I am still unsure what I signed up for a year ago when I applied for seminary.  Transition is weird, and it’s uncomfortable.  Being away from familiar friendships has not been easy, especially when having to start over with finding community.  Let me be clear – yes, I am making friends.  However, if I am being transparent, this current season of life is hard to label.  I’ve always been able to find a theme of what I am learning, but I can’t seem to figure this season out.  But, one thing that comes to mind is how often the Lord has reminded me to rely on Him.  There have been numerous nights of just sitting with Him in scripture because that’s the only thing I’m sure about.  Quite frankly, at some points I’ve just sat and hugged my Bible (yes, I know I’m weird) because I literally need to cling to something grounding.

A song I’ve listened to many times recently is “You’re the Only One” by Chris Renzema.

Though the earth may try
To satisfy my heart
Though the earth may try
To tell me You're not faithful
Though the earth may try
To blind me from Your goodness
You shine through

You're the only one who fills me up
Oh, You're the only one who fills me up
Oh, You're the only one who fills me up
Oh, You're the only one

In the midst of a season of unknowns, the Lord has continued to pursue and draw me to Himself.  He has constantly reminded me to rest in Him.  I’ve recently found myself feeling more grounded even in an uncomfortable season.  Maybe that’s what I am learning now.  God has been reshaping the way I think and respond, mainly in a way that is rooted in His love and grace.  He has been grounding me in my emotions, my fears, my desires, and so much more.  Most importantly, though, He has grounded me in the truth that He alone satisfies.  Regardless of anything else, He fills me up.

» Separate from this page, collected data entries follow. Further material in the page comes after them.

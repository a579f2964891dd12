//! Read-only status view assembled from the local store.

use std::path::{Path, PathBuf};

use serde::Serialize;

use gitdock_core::store;
use gitdock_core::types::{ContainerRecord, RestartOutcome, SyncOutcome};
use gitdock_core::StoreError;
use gitdock_runtime::label_matches;

#[derive(Debug, Clone, Serialize)]
pub struct DependentStatus {
    pub id: String,
    pub name: String,
    pub status: String,
    #[serde(skip_serializing_if = "Option::is_none")]
    pub last_restart: Option<RestartOutcome>,
}

#[derive(Debug, Clone, Serialize)]
pub struct RepositoryStatus {
    pub name: String,
    pub url: String,
    pub branch: String,
    pub active: bool,
    #[serde(skip_serializing_if = "Option::is_none")]
    pub local_path: Option<PathBuf>,
    #[serde(skip_serializing_if = "Option::is_none")]
    pub last_sync: Option<SyncOutcome>,
    /// Mirrored containers whose dependency label lists this repository.
    pub dependents: Vec<DependentStatus>,
}

#[derive(Debug, Clone, Serialize)]
pub struct StatusView {
    pub repositories: Vec<RepositoryStatus>,
    pub containers: usize,
    pub labelled_containers: usize,
}

/// Repositories with their last sync outcome and mirrored dependents.
pub fn status_at(home: &Path) -> Result<StatusView, StoreError> {
    let repositories = store::list_repositories_at(home)?;
    let containers = store::list_containers_at(home)?;

    let repositories = repositories
        .into_iter()
        .map(|repo| RepositoryStatus {
            dependents: containers
                .iter()
                .filter(|c| depends_on(c, &repo.name.0))
                .map(|c| DependentStatus {
                    id: c.id.0.clone(),
                    name: c.name.clone(),
                    status: c.status.clone(),
                    last_restart: c.last_restart.clone(),
                })
                .collect(),
            name: repo.name.0,
            url: repo.url,
            branch: repo.branch,
            active: repo.active,
            local_path: repo.local_path,
            last_sync: repo.last_sync,
        })
        .collect();

    Ok(StatusView {
        repositories,
        labelled_containers: containers
            .iter()
            .filter(|c| c.dependency_label.is_some())
            .count(),
        containers: containers.len(),
    })
}

fn depends_on(container: &ContainerRecord, repository: &str) -> bool {
    container
        .dependency_label
        .as_deref()
        .is_some_and(|label| label_matches(label, repository))
}

#[cfg(test)]
mod tests {
    use super::*;
    use chrono::Utc;
    use gitdock_core::types::{ContainerId, RepositoryRecord};
    use tempfile::TempDir;

    fn container(id: &str, label: Option<&str>) -> ContainerRecord {
        ContainerRecord {
            id: ContainerId::from(id),
            name: format!("{id}-name"),
            image: "img".to_string(),
            status: "running".to_string(),
            dependency_label: label.map(str::to_string),
            last_restart: None,
            updated_at: Utc::now(),
        }
    }

    #[test]
    fn dependents_are_grouped_by_label_token() {
        let home = TempDir::new().unwrap();
        store::add_repository_at(
            home.path(),
            RepositoryRecord::new("demo-api", "https://example.com/o/demo-api.git", "main"),
        )
        .unwrap();
        store::save_container_at(home.path(), &container("c1", Some("demo-api"))).unwrap();
        store::save_container_at(home.path(), &container("c2", Some("billing, demo-api"))).unwrap();
        store::save_container_at(home.path(), &container("c3", Some("demo-api-v2"))).unwrap();
        store::save_container_at(home.path(), &container("c4", None)).unwrap();

        let view = status_at(home.path()).unwrap();
        assert_eq!(view.containers, 4);
        assert_eq!(view.labelled_containers, 3);
        let ids: Vec<_> = view.repositories[0]
            .dependents
            .iter()
            .map(|d| d.id.as_str())
            .collect();
        assert_eq!(ids, vec!["c1", "c2"]);
    }
}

There is a prayer my dear friend Evalyn shared with me recently.  She actually mailed it to me in a letter, and I folded it to sit on my desk to be reminded of the prayer.  It is SOOOO beautiful, and I have constantly gone back to it ever since Evalyn sent it weeks ago.

“Plough deep in me, great Lord, heavenly Husbandman, that my being may be a tilled field, the roots of grace spreading far and wide, until thou alone art seen in me, thy beauty golden like summer harvest, thy fruitfulness as autumn plenty.”

So there’s an update on this season of life.  And if you were wanting an update on Jemma, she’s currently kicking herself in the face with her paw.  So, nothing has changed.